With "Forever Will Be Gone", the band apparently conclude a trilogy of albums that began with "All The Beauty" and "I Have Lost". A quick glance at the song titles reveals that, when read without pause, they too form a phrase. If nothing else, Mortal Love certainly go about their task with consistency, which unfortunately only serves to bring into sharper focus the fact that the album fails to meet its lofty aspirations.

Musically, the album comes across as a sort of sequel to Theatre Of Tragedy's "Aegis", with female vocalist Catherine Nyland soaring above it all. Nyland has quite a nice voice. Her approach is less wispy than that of Liv Kristine, but no less effective. As for the vocals of "Lev" (Hans Olav Kjeljebakken), I'll come to him in a moment.
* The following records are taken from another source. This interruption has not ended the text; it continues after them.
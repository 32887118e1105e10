//! # pandoc-auto
//!
//! Auto-download and cache [pandoc](https://pandoc.org) release binaries, so
//! that users of `pandoc-bridge` no longer need to install pandoc themselves.
//!
//! ## How it works
//!
//! On a call to [`ensure_binaries`]:
//!
//! 1. Maps the running OS/arch to a release platform key (`linux`, `macOS`,
//!    `windows-x86_64`, `windows-i386`).
//! 2. With a pinned version, runs `<root>/pandoc --version`; a match means
//!    nothing else happens.
//! 3. Otherwise fetches the release descriptor from the GitHub API and picks
//!    the `.zip` / `.tar.gz` asset for the platform.
//! 4. Downloads the archive into `<root>/<tag>/` (temp file + rename), extracts
//!    it into a per-call scratch directory, and copies `pandoc` /
//!    `pandoc-citeproc` into the flat `<root>/` (again temp file + rename).
//!
//! Concurrent first fetches into one root are safe: each caller extracts into
//! its own tree and every file that lands in a shared location is renamed
//! into place whole. `cleanup` removes the shared `<root>/<tag>/` directory
//! and should not be combined with concurrent callers.
//!
//! Subsequent calls with the same pinned version skip the network entirely.
//!
//! ## Usage
//!
//! ```rust,no_run
//! use pandoc_auto::{ensure_binaries, FetchOptions, FetchOutcome};
//!
//! let options = FetchOptions::default().with_cleanup(true);
//! let outcome = ensure_binaries(&options, Some(&|received, total| {
//!     if let Some(t) = total {
//!         eprint!("\rDownloading pandoc: {}/{} bytes", received, t);
//!     }
//! })).expect("fetch failed");
//!
//! if let FetchOutcome::NoMatchingAsset { tag } = outcome {
//!     eprintln!("release {tag} has no archive for this platform");
//! }
//! ```
//!
//! ## Environment variable overrides
//!
//! - `PANDOC_AUTO_CACHE_DIR` — override the default cache root.

use std::path::{Path, PathBuf};
use std::time::Duration;

use thiserror::Error;
use tracing::{debug, info, warn};

mod archive;
mod platform;
mod release;
mod version;

pub use archive::{collect_binaries, extract_archive, ArchiveKind};
pub use platform::{binary_file_name, current_platform_key, platform_key, BINARY_NAMES};
pub use release::{fetch_release, select_asset, Asset, ReleaseDescriptor};
pub use version::{installed_version, parse_version, versions_match};

// ── Public constants ─────────────────────────────────────────────────────────

/// The pandoc release tag installed when no other version is requested.
pub const PANDOC_VERSION: &str = "3.1.11";

/// GitHub API base URL.
pub const DEFAULT_API_BASE: &str = "https://api.github.com";

/// `owner/repo` that publishes the pandoc releases.
pub const DEFAULT_REPO: &str = "jgm/pandoc";

/// Directory name of the flat binary cache.
pub const LOCAL_DIR_NAME: &str = ".pandoc-local";

/// Main binary stem.
pub const PANDOC_BIN: &str = "pandoc";

/// Companion citation-processor binary stem (absent from pandoc ≥ 2.11 archives).
pub const CITEPROC_BIN: &str = "pandoc-citeproc";

// ── Error type ───────────────────────────────────────────────────────────────

/// Errors returned by pandoc-auto operations.
#[derive(Error, Debug)]
pub enum PandocAutoError {
    /// Could not create or navigate the local cache directory.
    #[error("Cache directory error for '{path}': {source}")]
    CacheDir {
        path: PathBuf,
        #[source]
        source: std::io::Error,
    },

    /// Transport-level failure talking to the release host.
    #[error("Network error: {0}")]
    Network(String),

    /// The release host answered with a non-success status.
    #[error("HTTP {status} for {url}")]
    Http { status: u16, url: String },

    /// The release descriptor could not be decoded.
    #[error("Invalid release metadata from {url}: {reason}")]
    Metadata { url: String, reason: String },

    /// zip or gzip/tar extraction failed.
    #[error("Archive extraction failed for '{path}': {reason}")]
    Extract { path: PathBuf, reason: String },

    /// Local file I/O failed while writing the cache.
    #[error("I/O error on '{path}': {source}")]
    Io {
        path: PathBuf,
        #[source]
        source: std::io::Error,
    },
}

// ── Options / outcome ────────────────────────────────────────────────────────

/// Inputs for [`ensure_binaries`].
#[derive(Debug, Clone)]
pub struct FetchOptions {
    /// Flat cache root; binaries land directly in here.
    pub root: PathBuf,
    /// Pinned release tag. `None` means "latest release" and disables the
    /// installed-version short-circuit.
    pub version: Option<String>,
    /// GitHub API base, e.g. `https://api.github.com`.
    pub api_base: String,
    /// `owner/repo` publishing the releases.
    pub repo: String,
    /// Remove `<root>/<tag>/` (archive + extraction tree) after copying.
    pub cleanup: bool,
    /// Timeout applied to each HTTP request.
    pub timeout: Duration,
}

impl Default for FetchOptions {
    fn default() -> Self {
        Self {
            root: default_root(),
            version: Some(PANDOC_VERSION.to_string()),
            api_base: DEFAULT_API_BASE.to_string(),
            repo: DEFAULT_REPO.to_string(),
            cleanup: false,
            timeout: Duration::from_secs(300),
        }
    }
}

impl FetchOptions {
    pub fn with_root(mut self, root: impl Into<PathBuf>) -> Self {
        self.root = root.into();
        self
    }

    pub fn with_version(mut self, version: impl Into<String>) -> Self {
        self.version = Some(version.into());
        self
    }

    /// Track the latest release instead of a pinned tag.
    pub fn latest(mut self) -> Self {
        self.version = None;
        self
    }

    pub fn with_api_base(mut self, base: impl Into<String>) -> Self {
        self.api_base = base.into().trim_end_matches('/').to_string();
        self
    }

    pub fn with_repo(mut self, repo: impl Into<String>) -> Self {
        self.repo = repo.into();
        self
    }

    pub fn with_cleanup(mut self, cleanup: bool) -> Self {
        self.cleanup = cleanup;
        self
    }

    pub fn with_timeout(mut self, timeout: Duration) -> Self {
        self.timeout = timeout;
        self
    }
}

/// What [`ensure_binaries`] ended up doing.
#[derive(Debug, Clone, PartialEq, Eq)]
pub enum FetchOutcome {
    /// The pinned version was already installed; no network access happened.
    AlreadyInstalled { version: String },
    /// Binaries were (re)installed from release `tag`.
    Installed { tag: String, binaries: Vec<PathBuf> },
    /// Release `tag` has no archive for this platform; nothing was installed.
    NoMatchingAsset { tag: String },
}

impl FetchOutcome {
    /// `true` unless no asset matched the platform.
    pub fn has_binaries(&self) -> bool {
        !matches!(self, FetchOutcome::NoMatchingAsset { .. })
    }
}

// ── Cache directory resolution ───────────────────────────────────────────────

/// Returns the default flat cache root.
///
/// Default locations:
/// - **macOS**: `~/Library/Caches/pandoc-auto/.pandoc-local/`
/// - **Linux**: `~/.cache/pandoc-auto/.pandoc-local/`
/// - **Windows**: `%LOCALAPPDATA%\pandoc-auto\.pandoc-local\`
///
/// Override by setting `PANDOC_AUTO_CACHE_DIR` (used as the root verbatim).
pub fn default_root() -> PathBuf {
    if let Ok(override_dir) = std::env::var("PANDOC_AUTO_CACHE_DIR") {
        if !override_dir.is_empty() {
            return PathBuf::from(override_dir);
        }
    }

    let base = dirs::cache_dir()
        .or_else(|| dirs::home_dir().map(|h| h.join(".cache")))
        .unwrap_or_else(std::env::temp_dir);

    base.join("pandoc-auto").join(LOCAL_DIR_NAME)
}

/// Path of the main binary inside `root`.
pub fn pandoc_path(root: &Path) -> PathBuf {
    root.join(binary_file_name(PANDOC_BIN))
}

/// Path of the citation-processor binary inside `root`.
pub fn citeproc_path(root: &Path) -> PathBuf {
    root.join(binary_file_name(CITEPROC_BIN))
}

/// Returns `true` if the main binary exists in `root`.
pub fn is_pandoc_cached(root: &Path) -> bool {
    pandoc_path(root).is_file()
}

/// Returns the on-disk path to the main binary, or `None` if not cached.
pub fn cached_pandoc_path(root: &Path) -> Option<PathBuf> {
    let p = pandoc_path(root);
    p.is_file().then_some(p)
}

// ── Public API ───────────────────────────────────────────────────────────────

/// Ensures the pandoc binaries for `options.version` are present in
/// `options.root`.
///
/// `on_progress` receives `(bytes_downloaded, total_size_option)` during the
/// archive download. Pass `None` to suppress progress callbacks.
///
/// Blocking: call from a sync context, `spawn_blocking`, or `block_in_place`.
pub fn ensure_binaries(
    options: &FetchOptions,
    on_progress: Option<&dyn Fn(u64, Option<u64>)>,
) -> Result<FetchOutcome, PandocAutoError> {
    // 1. Pinned version already installed.
    if let Some(ref pinned) = options.version {
        if let Some(found) = installed_version(&pandoc_path(&options.root)) {
            if versions_match(&found, pinned) {
                debug!("pandoc {} already installed in {}", found, options.root.display());
                return Ok(FetchOutcome::AlreadyInstalled { version: found });
            }
            info!("Installed pandoc {} does not match pinned {}", found, pinned);
        }
    }

    let client = http_client(options)?;

    // 2. Release metadata.
    let release = fetch_release(&client, &options.api_base, &options.repo, options.version.as_deref())?;
    info!("Resolved pandoc release {}", release.tag_name);

    // 3. Asset for this platform.
    let platform = current_platform_key();
    let Some(asset) = select_asset(&release.assets, platform, std::env::consts::ARCH) else {
        warn!(
            "Release {} has no .zip/.tar.gz asset for platform '{}'",
            release.tag_name, platform
        );
        return Ok(FetchOutcome::NoMatchingAsset {
            tag: release.tag_name,
        });
    };

    let download_dir = options.root.join(&release.tag_name);
    std::fs::create_dir_all(&download_dir).map_err(|source| PandocAutoError::CacheDir {
        path: download_dir.clone(),
        source,
    })?;

    // 4. Download unless the archive is already there.
    let archive_path = download_dir.join(&asset.name);
    if archive_path.exists() {
        debug!("Archive already present: {}", archive_path.display());
    } else {
        info!("Downloading {} ({} bytes)", asset.name, asset.size);
        archive::download_to(&client, &asset.browser_download_url, &archive_path, on_progress)?;
    }

    // 5. Extract into a private scratch tree, then flatten.
    let scratch = tempfile::Builder::new()
        .prefix(".extract-")
        .tempdir_in(&download_dir)
        .map_err(|source| PandocAutoError::Io {
            path: download_dir.clone(),
            source,
        })?;
    extract_archive(&archive_path, scratch.path())?;
    let binaries = collect_binaries(scratch.path(), &options.root)?;
    drop(scratch);
    info!(
        "Installed {} binar{} from {}",
        binaries.len(),
        if binaries.len() == 1 { "y" } else { "ies" },
        release.tag_name
    );

    // 6. Optional cleanup.
    if options.cleanup {
        std::fs::remove_dir_all(&download_dir).map_err(|source| PandocAutoError::Io {
            path: download_dir.clone(),
            source,
        })?;
        debug!("Removed {}", download_dir.display());
    }

    Ok(FetchOutcome::Installed {
        tag: release.tag_name,
        binaries,
    })
}

// ── Internal helpers ─────────────────────────────────────────────────────────

fn http_client(options: &FetchOptions) -> Result<reqwest::blocking::Client, PandocAutoError> {
    reqwest::blocking::Client::builder()
        .user_agent(concat!("pandoc-auto/", env!("CARGO_PKG_VERSION")))
        .redirect(reqwest::redirect::Policy::limited(5))
        .timeout(options.timeout)
        .build()
        .map_err(|e| PandocAutoError::Network(e.to_string()))
}

// ── Tests ─────────────────────────────────────────────────────────────────────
The production on the album is very clean, allowing everything room to breathe, but also lending a very dry, electronic feel to the drums which proves to be distracting. The guitars too seem to suffer a bit from the production, being too clean to provide any real bite when the band decide to up the intensity. Conversely, the loops and synths benefit from this. Give and take I suppose.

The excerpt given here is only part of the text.